• _Problem statement_
Every line of the data is to be transcribed without error.

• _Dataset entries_
>>>>>
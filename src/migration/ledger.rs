//! Applied-migration ledger
//!
//! One document per successfully applied migration, kept in a single
//! collection of the target database.

use crate::executor::{Collection, Database, Filter};
use crate::migration::{AppliedMigrationRecord, MigrationDefinition, MigrationError};
use chrono::{DateTime, Utc};
use std::path::Path;

/// Default ledger collection name
pub const DEFAULT_COLLECTION: &str = "migrations_changelog";

/// The ledger collection of one database
#[derive(Debug, Clone)]
pub struct MigrationLedger {
    collection: Collection,
}

impl MigrationLedger {
    pub fn new(db: &Database, collection_name: impl Into<String>) -> Self {
        Self {
            collection: db.collection(collection_name),
        }
    }

    #[must_use]
    pub fn collection_name(&self) -> &str {
        self.collection.name()
    }

    /// All records, ascending by `appliedAt`; ties keep insertion order
    ///
    /// # Errors
    ///
    /// Returns `MigrationError::Ledger` if the collection cannot be read or a
    /// record is malformed.
    pub fn applied_migrations(&self) -> Result<Vec<AppliedMigrationRecord>, MigrationError> {
        let mut records = self
            .collection
            .find(Filter::all())?
            .into_iter()
            .map(|doc| AppliedMigrationRecord::from_document(doc).map_err(MigrationError::Ledger))
            .collect::<Result<Vec<_>, _>>()?;
        // Parsed, not lexicographic: records written by other tools may use another format
        records.sort_by_key(|r| r.applied_at);
        Ok(records)
    }

    /// The record with the greatest `appliedAt`, or `None` for an empty ledger
    ///
    /// # Errors
    ///
    /// Same as [`applied_migrations`](Self::applied_migrations).
    pub fn last_applied_migration(&self) -> Result<Option<AppliedMigrationRecord>, MigrationError> {
        Ok(self.applied_migrations()?.pop())
    }

    /// # Errors
    ///
    /// Returns `MigrationError::Ledger` if the collection cannot be read.
    pub fn is_applied(&self, class_name: &str) -> Result<bool, MigrationError> {
        Ok(self.collection.count(&Filter::eq("className", class_name))? > 0)
    }

    /// Record `definition` as applied now
    ///
    /// # Errors
    ///
    /// Returns `MigrationError::AlreadyApplied` if a record for the same class
    /// exists, or `MigrationError::Ledger` if the write fails.
    pub fn insert_migration(
        &self,
        definition: &MigrationDefinition,
    ) -> Result<AppliedMigrationRecord, MigrationError> {
        let record = AppliedMigrationRecord::for_definition(definition, Utc::now());
        self.insert_record(&record)?;
        Ok(record)
    }

    /// Insert a prepared record, e.g. when importing a ledger
    ///
    /// # Errors
    ///
    /// Same as [`insert_migration`](Self::insert_migration).
    pub fn insert_record(&self, record: &AppliedMigrationRecord) -> Result<(), MigrationError> {
        if self.is_applied(&record.class_name)? {
            return Err(MigrationError::AlreadyApplied {
                class_name: record.class_name.clone(),
            });
        }
        self.collection.insert_one(record.to_document()?)?;
        Ok(())
    }

    /// Insert a record with an explicit timestamp
    ///
    /// # Errors
    ///
    /// Same as [`insert_migration`](Self::insert_migration).
    pub fn insert_at(
        &self,
        definition: &MigrationDefinition,
        applied_at: DateTime<Utc>,
    ) -> Result<AppliedMigrationRecord, MigrationError> {
        let record = AppliedMigrationRecord::for_definition(definition, applied_at);
        self.insert_record(&record)?;
        Ok(record)
    }

    /// Remove the record for `file` + `class_name`
    ///
    /// Returns `false` (after logging a warning) when no record matched.
    ///
    /// # Errors
    ///
    /// Returns `MigrationError::Ledger` if the delete fails.
    pub fn delete_migration(&self, file: &Path, class_name: &str) -> Result<bool, MigrationError> {
        let filter = Filter::eq("file", file.to_string_lossy().into_owned()).and_eq("className", class_name);
        let deleted = self.collection.delete_one(&filter)?;
        if deleted == 0 {
            log::warn!(
                "No ledger record found for migration {} ({}); nothing to delete",
                class_name,
                file.display()
            );
            return Ok(false);
        }
        Ok(true)
    }

    /// Remove the ledger entry matching `record`
    ///
    /// # Errors
    ///
    /// Same as [`delete_migration`](Self::delete_migration).
    pub fn delete_record(&self, record: &AppliedMigrationRecord) -> Result<bool, MigrationError> {
        self.delete_migration(&record.file, &record.class_name)
    }
}

#[cfg(test)]
mod tests {
    use super::*;
    use crate::executor::DocError;
    use crate::migration::Migration;
    use crate::store::MemoryExecutor;
    use chrono::TimeZone;
    use std::path::PathBuf;
    use std::sync::Arc;

    struct Noop;

    impl Migration for Noop {
        fn up(&self, _db: &Database) -> Result<(), DocError> {
            Ok(())
        }

        fn down(&self, _db: &Database) -> Result<(), DocError> {
            Ok(())
        }
    }

    fn ledger() -> MigrationLedger {
        let db = Database::new("test", Arc::new(MemoryExecutor::new()));
        MigrationLedger::new(&db, DEFAULT_COLLECTION)
    }

    fn definition(class_name: &str) -> MigrationDefinition {
        MigrationDefinition::new(
            PathBuf::from(format!("/m/{class_name}.rs")),
            class_name,
            Arc::new(Noop),
        )
    }

    fn at(seconds: u32) -> DateTime<Utc> {
        Utc.with_ymd_and_hms(2024, 1, 1, 0, 0, seconds).unwrap()
    }

    #[test]
    fn test_empty_ledger() {
        let ledger = ledger();
        assert!(ledger.applied_migrations().unwrap().is_empty());
        assert!(ledger.last_applied_migration().unwrap().is_none());
    }

    #[test]
    fn test_applied_migrations_ordered_by_applied_at() {
        let ledger = ledger();
        ledger.insert_at(&definition("C"), at(30)).unwrap();
        ledger.insert_at(&definition("A"), at(10)).unwrap();
        ledger.insert_at(&definition("B"), at(20)).unwrap();

        let names: Vec<_> = ledger
            .applied_migrations()
            .unwrap()
            .into_iter()
            .map(|r| r.class_name)
            .collect();
        assert_eq!(names, vec!["A", "B", "C"]);
        assert_eq!(ledger.last_applied_migration().unwrap().unwrap().class_name, "C");
    }

    #[test]
    fn test_tied_timestamps_keep_insertion_order() {
        let ledger = ledger();
        ledger.insert_at(&definition("First"), at(5)).unwrap();
        ledger.insert_at(&definition("Second"), at(5)).unwrap();
        assert_eq!(ledger.last_applied_migration().unwrap().unwrap().class_name, "Second");
    }

    #[test]
    fn test_duplicate_insert_rejected() {
        let ledger = ledger();
        ledger.insert_migration(&definition("A")).unwrap();
        let err = ledger.insert_migration(&definition("A")).unwrap_err();
        assert!(matches!(err, MigrationError::AlreadyApplied { .. }));
        assert_eq!(ledger.applied_migrations().unwrap().len(), 1);
    }

    #[test]
    fn test_delete_migration() {
        let ledger = ledger();
        let record = ledger.insert_migration(&definition("A")).unwrap();
        assert!(ledger.delete_record(&record).unwrap());
        assert!(!ledger.is_applied("A").unwrap());
        assert!(!ledger.delete_record(&record).unwrap());
    }

    #[test]
    fn test_delete_requires_matching_file() {
        let ledger = ledger();
        ledger.insert_migration(&definition("A")).unwrap();
        assert!(!ledger.delete_migration(Path::new("/elsewhere/A.rs"), "A").unwrap());
        assert!(ledger.is_applied("A").unwrap());
    }
}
<<<<<
• _Your response_
filename src/migration/ledger.rs
//! Applied-migration ledger
//!
//! One document per successfully applied migration, kept in a single
//! collection of the target database.

use crate::executor::{Collection, Database, Filter};
use crate::migration::{AppliedMigrationRecord, MigrationDefinition, MigrationError};
use chrono::{DateTime, Utc};
use std::path::Path;

/// Default ledger collection name
pub const DEFAULT_COLLECTION: &str = "migrations_changelog";

/// The ledger collection of one database
#[derive(Debug, Clone)]
pub struct MigrationLedger {
    collection: Collection,
}

impl MigrationLedger {
    pub fn new(db: &Database, collection_name: impl Into<String>) -> Self {
        Self {
            collection: db.collection(collection_name),
        }
    }

    #[must_use]
    pub fn collection_name(&self) -> &str {
        self.collection.name()
    }

    /// All records, ascending by `appliedAt`; ties keep insertion order
    ///
    /// # Errors
    ///
    /// Returns `MigrationError::Ledger` if the collection cannot be read or a
    /// record is malformed.
    pub fn applied_migrations(&self) -> Result<Vec<AppliedMigrationRecord>, MigrationError> {
        let mut records = self
            .collection
            .find(Filter::all())?
            .into_iter()
            .map(|doc| AppliedMigrationRecord::from_document(doc).map_err(MigrationError::Ledger))
            .collect::<Result<Vec<_>, _>>()?;
        // Parsed, not lexicographic: records written by other tools may use another format
        records.sort_by_key(|r| r.applied_at);
        Ok(records)
    }

    /// The record with the greatest `appliedAt`, or `None` for an empty ledger
    ///
    /// # Errors
    ///
    /// Same as [`applied_migrations`](Self::applied_migrations).
    pub fn last_applied_migration(&self) -> Result<Option<AppliedMigrationRecord>, MigrationError> {
        Ok(self.applied_migrations()?.pop())
    }

    /// # Errors
    ///
    /// Returns `MigrationError::Ledger` if the collection cannot be read.
    pub fn is_applied(&self, class_name: &str) -> Result<bool, MigrationError> {
        Ok(self.collection.count(&Filter::eq("className", class_name))? > 0)
    }

    /// Record `definition` as applied now
    ///
    /// # Errors
    ///
    /// Returns `MigrationError::AlreadyApplied` if a record for the same class
    /// exists, or `MigrationError::Ledger` if the write fails.
    pub fn insert_migration(
        &self,
        definition: &MigrationDefinition,
    ) -> Result<AppliedMigrationRecord, MigrationError> {
        let record = AppliedMigrationRecord::for_definition(definition, Utc::now());
        self.insert_record(&record)?;
        Ok(record)
    }

    /// Insert a prepared record, e.g. when importing a ledger
    ///
    /// # Errors
    ///
    /// Same as [`insert_migration`](Self::insert_migration).
    pub fn insert_record(&self, record: &AppliedMigrationRecord) -> Result<(), MigrationError> {
        if self.is_applied(&record.class_name)? {
            return Err(MigrationError::AlreadyApplied {
                class_name: record.class_name.clone(),
            });
        }
        self.collection.insert_one(record.to_document()?)?;
        Ok(())
    }

    /// Insert a record with an explicit timestamp
    ///
    /// # Errors
    ///
    /// Same as [`insert_migration`](Self::insert_migration).
    pub fn insert_at(
        &self,
        definition: &MigrationDefinition,
        applied_at: DateTime<Utc>,
    ) -> Result<AppliedMigrationRecord, MigrationError> {
        let record = AppliedMigrationRecord::for_definition(definition, applied_at);
        self.insert_record(&record)?;
        Ok(record)
    }

    /// Remove the record for `file` + `class_name`
    ///
    /// Returns `false` (after logging a warning) when no record matched.
    ///
    /// # Errors
    ///
    /// Returns `MigrationError::Ledger` if the delete fails.
    pub fn delete_migration(&self, file: &Path, class_name: &str) -> Result<bool, MigrationError> {
        let filter = Filter::eq("file", file.to_string_lossy().into_owned()).and_eq("className", class_name);
        let deleted = self.collection.delete_one(&filter)?;
        if deleted == 0 {
            log::warn!(
                "No ledger record found for migration {} ({}); nothing to delete",
                class_name,
                file.display()
            );
            return Ok(false);
        }
        Ok(true)
    }

    /// Remove the ledger entry matching `record`
    ///
    /// # Errors
    ///
    /// Same as [`delete_migration`](Self::delete_migration).
    pub fn delete_record(&self, record: &AppliedMigrationRecord) -> Result<bool, MigrationError> {
        self.delete_migration(&record.file, &record.class_name)
    }
}

#[cfg(test)]
mod tests {
    use super::*;
    use crate::executor::DocError;
    use crate::migration::Migration;
    use crate::store::MemoryExecutor;
    use chrono::TimeZone;
    use std::path::PathBuf;
    use std::sync::Arc;

    struct Noop;

    impl Migration for Noop {
        fn up(&self, _db: &Database) -> Result<(), DocError> {
            Ok(())
        }

        fn down(&self, _db: &Database) -> Result<(), DocError> {
            Ok(())
        }
    }

    fn ledger() -> MigrationLedger {
        let db = Database::new("test", Arc::new(MemoryExecutor::new()));
        MigrationLedger::new(&db, DEFAULT_COLLECTION)
    }

    fn definition(class_name: &str) -> MigrationDefinition {
        MigrationDefinition::new(
            PathBuf::from(format!("/m/{class_name}.rs")),
            class_name,
            Arc::new(Noop),
        )
    }

    fn at(seconds: u32) -> DateTime<Utc> {
        Utc.with_ymd_and_hms(2024, 1, 1, 0, 0, seconds).unwrap()
    }

    #[test]
    fn test_empty_ledger() {
        let ledger = ledger();
        assert!(ledger.applied_migrations().unwrap().is_empty());
        assert!(ledger.last_applied_migration().unwrap().is_none());
    }

    #[test]
    fn test_applied_migrations_ordered_by_applied_at() {
        let ledger = ledger();
        ledger.insert_at(&definition("C"), at(30)).unwrap();
        ledger.insert_at(&definition("A"), at(10)).unwrap();
        ledger.insert_at(&definition("B"), at(20)).unwrap();

        let names: Vec<_> = ledger
            .applied_migrations()
            .unwrap()
            .into_iter()
            .map(|r| r.class_name)
            .collect();
        assert_eq!(names, vec!["A", "B", "C"]);
        assert_eq!(ledger.last_applied_migration().unwrap().unwrap().class_name, "C");
    }

    #[test]
    fn test_tied_timestamps_keep_insertion_order() {
        let ledger = ledger();
        ledger.insert_at(&definition("First"), at(5)).unwrap();
        ledger.insert_at(&definition("Second"), at(5)).unwrap();
        assert_eq!(ledger.last_applied_migration().unwrap().unwrap().class_name, "Second");
    }

    #[test]
    fn test_duplicate_insert_rejected() {
        let ledger = ledger();
        ledger.insert_migration(&definition("A")).unwrap();
        let err = ledger.insert_migration(&definition("A")).unwrap_err();
        assert!(matches!(err, MigrationError::AlreadyApplied { .. }));
        assert_eq!(ledger.applied_migrations().unwrap().len(), 1);
    }

    #[test]
    fn test_delete_migration() {
        let ledger = ledger();
        let record = ledger.insert_migration(&definition("A")).unwrap();
        assert!(ledger.delete_record(&record).unwrap());
        assert!(!ledger.is_applied("A").unwrap());
        assert!(!ledger.delete_record(&record).unwrap());
    }

    #[test]
    fn test_delete_requires_matching_file() {
        let ledger = ledger();
        ledger.insert_migration(&definition("A")).unwrap();
        assert!(!ledger.delete_migration(Path::new("/elsewhere/A.rs"), "A").unwrap());
        assert!(ledger.is_applied("A").unwrap());
    }
}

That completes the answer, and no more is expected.